Mercoledì, 26 Giugno 2019

Papa: tutelare lavoro operatori sanitari, il rischio è di bruciarli

- La cura del malato come persona "esige da parte degli operatori sanitari un notevole impegno, che spesso non è compreso e apprezzato a sufficienza. La cura che prestate ai malati, così impegnativa e coinvolgente, esige che ci si prenda cura anche di voi". Lo ha detto il Papa nell'udienza all'Associazione Cattolica Operatori Sanitari. "Infatti - ha aggiunto Papa Francesco -, in un ambiente dove il malato diventa un numero, anche voi rischiate di diventarlo e di essere 'bruciati' da turni di lavoro troppo duri, dallo stress delle urgenze o dall'impatto emotivo. È quindi importante che gli operatori sanitari abbiano tutele adeguate nel loro lavoro, ricevano il giusto riconoscimento per i compiti che svolgono e possano fruire degli strumenti adatti per essere sempre motivati e formati".

Malati sono persone non numeri, no aziendalizzazione sanità
"Lo sforzo di trattare i malati come persone, e non come numeri, deve essere compiuto nel nostro tempo e tenendo conto della forma che il sistema sanitario ha progressivamente assunto. La sua aziendalizzazione, che ha posto in primo piano le esigenze di riduzione dei costi e razionalizzazione dei servizi, ha mutato a fondo l'approccio alla malattia e al malato stesso, con una preferenza per l'efficienza che non di rado ha posto in secondo piano l'attenzione alla persona, la quale ha l'esigenza di essere capita, ascoltata e accompagnata, tanto quanto ha bisogno di una corretta diagnosi e di una cura efficace". Lo ha detto il Papa nell'udienza all'Associazione Cattolica Operatori Sanitari. "La guarigione, tra l'altro, passa non solo dal corpo ma anche dallo spirito, dalla capacità di ritrovare fiducia e di reagire; per cui il malato non può essere trattato come una macchina, né il sistema sanitario, pubblico o privato, può concepirsi come una catena di montaggio. Le persone non sono mai uguali fra loro, vanno capite e curate una per una, come fa Dio".

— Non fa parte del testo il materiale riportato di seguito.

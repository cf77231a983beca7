//! Plot state refreshed by the session each tick

use iq_constellation::{DisplayBuffer, Renderer, Snapshot};

/// Axis limit of the scatter plot (raw I/Q units)
pub const AXIS_LIMIT: f64 = 80.0;

/// Ideal 16-QAM levels on each axis
pub const IDEAL_LEVELS: [f64; 4] = [-45.0, -15.0, 15.0, 45.0];

/// Everything the plot needs from the last tick
#[derive(Default)]
pub struct PlotView {
    pub snapshot: Snapshot,
    pub points: Vec<[f64; 2]>,
    pub ticks: u64,
}

impl Renderer for PlotView {
    fn render(&mut self, snapshot: &Snapshot, points: &DisplayBuffer) {
        self.snapshot = *snapshot;
        self.points.clear();
        self.points
            .extend(points.iter().map(|s| [f64::from(s.i), f64::from(s.q)]));
        self.ticks += 1;
    }
}

/// Reference constellation points
pub fn ideal_points() -> Vec<[f64; 2]> {
    IDEAL_LEVELS
        .iter()
        .flat_map(|&i| IDEAL_LEVELS.iter().map(move |&q| [i, q]))
        .collect()
}

/// UI-specific state
pub struct UiState {
    /// Last control error shown in the status bar
    pub error: Option<String>,
    pub status: String,
}

impl Default for UiState {
    fn default() -> Self {
        Self {
            error: None,
            status: String::from("Capturing"),
        }
    }
}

Umiltà in obiezione coscienza, cercare dialogo   "La scelta dell'obiezione" di coscienza da parte degli operatori sanitari "quando necessaria, va compiuta con rispetto, perché non diventi motivo di disprezzo o di orgoglio ciò che deve essere fatto con umiltà, per non generare in chi vi osserva un uguale disprezzo, che impedirebbe di comprendere le vere motivazioni che vi spingono. È bene invece cercare sempre il dialogo, soprattutto con coloro che hanno posizioni diverse". Lo ha detto il Papa all'Associazione Cattolica Operatori Sanitari.(ANSA).